Your task:
Nothing but a number is wanted here: the count of lines in the data holding the word "returned".
Data under study START
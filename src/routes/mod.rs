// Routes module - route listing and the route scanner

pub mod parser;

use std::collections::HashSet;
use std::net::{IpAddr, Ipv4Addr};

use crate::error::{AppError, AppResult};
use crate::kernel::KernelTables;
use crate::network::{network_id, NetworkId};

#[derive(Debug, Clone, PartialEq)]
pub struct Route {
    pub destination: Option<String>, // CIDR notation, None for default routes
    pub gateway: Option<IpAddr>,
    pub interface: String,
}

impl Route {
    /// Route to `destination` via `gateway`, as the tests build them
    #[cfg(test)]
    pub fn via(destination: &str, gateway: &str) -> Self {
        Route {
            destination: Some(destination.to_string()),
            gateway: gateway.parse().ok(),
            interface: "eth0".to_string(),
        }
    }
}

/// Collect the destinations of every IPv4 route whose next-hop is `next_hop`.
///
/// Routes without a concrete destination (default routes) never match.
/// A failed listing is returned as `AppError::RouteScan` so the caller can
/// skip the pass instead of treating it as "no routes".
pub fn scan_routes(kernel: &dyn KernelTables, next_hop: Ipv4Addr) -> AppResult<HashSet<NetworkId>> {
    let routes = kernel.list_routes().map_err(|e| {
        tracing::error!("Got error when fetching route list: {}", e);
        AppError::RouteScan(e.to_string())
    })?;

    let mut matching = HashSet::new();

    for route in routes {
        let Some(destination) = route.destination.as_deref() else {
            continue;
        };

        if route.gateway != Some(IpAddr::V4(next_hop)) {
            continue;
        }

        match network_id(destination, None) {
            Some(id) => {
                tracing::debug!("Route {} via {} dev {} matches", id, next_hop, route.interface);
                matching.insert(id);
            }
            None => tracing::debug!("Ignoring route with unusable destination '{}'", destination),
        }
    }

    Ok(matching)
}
Data under study END
Data under study START
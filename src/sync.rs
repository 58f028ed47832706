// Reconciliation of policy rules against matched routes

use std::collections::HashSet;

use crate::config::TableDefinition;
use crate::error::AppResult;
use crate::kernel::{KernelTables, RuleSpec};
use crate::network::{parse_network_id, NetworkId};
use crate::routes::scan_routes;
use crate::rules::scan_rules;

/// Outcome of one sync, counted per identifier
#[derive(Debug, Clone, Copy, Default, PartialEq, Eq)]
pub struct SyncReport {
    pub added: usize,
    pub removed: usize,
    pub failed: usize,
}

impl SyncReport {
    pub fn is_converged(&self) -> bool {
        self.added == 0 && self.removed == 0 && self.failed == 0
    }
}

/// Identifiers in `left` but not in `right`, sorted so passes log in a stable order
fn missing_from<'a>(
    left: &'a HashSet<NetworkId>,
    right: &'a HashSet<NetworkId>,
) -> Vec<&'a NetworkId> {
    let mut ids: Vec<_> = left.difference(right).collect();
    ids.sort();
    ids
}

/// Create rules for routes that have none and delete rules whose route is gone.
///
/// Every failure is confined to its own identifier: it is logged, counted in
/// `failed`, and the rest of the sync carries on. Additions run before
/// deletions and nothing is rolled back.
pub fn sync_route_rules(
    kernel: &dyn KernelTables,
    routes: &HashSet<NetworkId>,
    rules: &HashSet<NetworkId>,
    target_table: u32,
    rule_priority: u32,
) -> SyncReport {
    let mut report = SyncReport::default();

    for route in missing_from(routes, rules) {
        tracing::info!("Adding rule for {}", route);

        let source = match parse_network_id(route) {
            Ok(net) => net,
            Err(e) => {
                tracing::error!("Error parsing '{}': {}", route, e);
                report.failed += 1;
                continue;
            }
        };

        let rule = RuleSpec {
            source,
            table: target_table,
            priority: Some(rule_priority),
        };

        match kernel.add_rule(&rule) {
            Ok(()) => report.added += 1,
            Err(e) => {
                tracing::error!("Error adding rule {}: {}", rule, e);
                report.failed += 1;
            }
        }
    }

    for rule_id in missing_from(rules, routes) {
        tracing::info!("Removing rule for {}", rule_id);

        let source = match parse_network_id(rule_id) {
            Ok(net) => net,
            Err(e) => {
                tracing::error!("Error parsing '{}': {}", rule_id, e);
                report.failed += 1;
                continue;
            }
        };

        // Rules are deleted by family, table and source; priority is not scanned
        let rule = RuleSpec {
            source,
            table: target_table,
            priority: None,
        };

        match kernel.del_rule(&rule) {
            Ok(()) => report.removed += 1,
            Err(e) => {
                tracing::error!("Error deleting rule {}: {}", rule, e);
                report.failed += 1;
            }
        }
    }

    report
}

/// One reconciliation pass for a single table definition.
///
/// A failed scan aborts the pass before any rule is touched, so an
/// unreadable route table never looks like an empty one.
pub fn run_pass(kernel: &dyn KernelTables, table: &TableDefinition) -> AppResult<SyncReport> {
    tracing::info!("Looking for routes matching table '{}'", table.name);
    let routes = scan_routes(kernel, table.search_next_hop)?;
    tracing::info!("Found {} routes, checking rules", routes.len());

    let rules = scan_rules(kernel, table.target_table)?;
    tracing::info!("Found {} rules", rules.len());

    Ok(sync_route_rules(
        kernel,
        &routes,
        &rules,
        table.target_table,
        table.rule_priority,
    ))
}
Data under study END
Data under study START
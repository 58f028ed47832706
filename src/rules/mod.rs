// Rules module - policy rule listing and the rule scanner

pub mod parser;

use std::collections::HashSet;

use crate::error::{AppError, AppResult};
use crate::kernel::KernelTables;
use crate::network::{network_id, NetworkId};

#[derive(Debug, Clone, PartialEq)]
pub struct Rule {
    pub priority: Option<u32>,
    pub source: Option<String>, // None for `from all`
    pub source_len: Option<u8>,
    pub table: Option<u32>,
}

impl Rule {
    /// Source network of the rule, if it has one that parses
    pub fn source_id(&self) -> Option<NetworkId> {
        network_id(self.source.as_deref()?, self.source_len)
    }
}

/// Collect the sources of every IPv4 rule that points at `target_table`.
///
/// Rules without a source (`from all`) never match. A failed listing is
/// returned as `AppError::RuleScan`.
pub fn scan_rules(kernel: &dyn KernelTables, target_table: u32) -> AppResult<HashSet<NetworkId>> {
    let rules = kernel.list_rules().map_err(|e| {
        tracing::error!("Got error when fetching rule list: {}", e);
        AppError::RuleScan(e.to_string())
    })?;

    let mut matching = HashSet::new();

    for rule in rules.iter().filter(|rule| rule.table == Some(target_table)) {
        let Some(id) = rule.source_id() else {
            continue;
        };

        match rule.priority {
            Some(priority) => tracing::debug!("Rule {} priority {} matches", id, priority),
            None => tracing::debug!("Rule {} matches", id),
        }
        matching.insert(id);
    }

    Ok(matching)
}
Data under study END
Solution:
2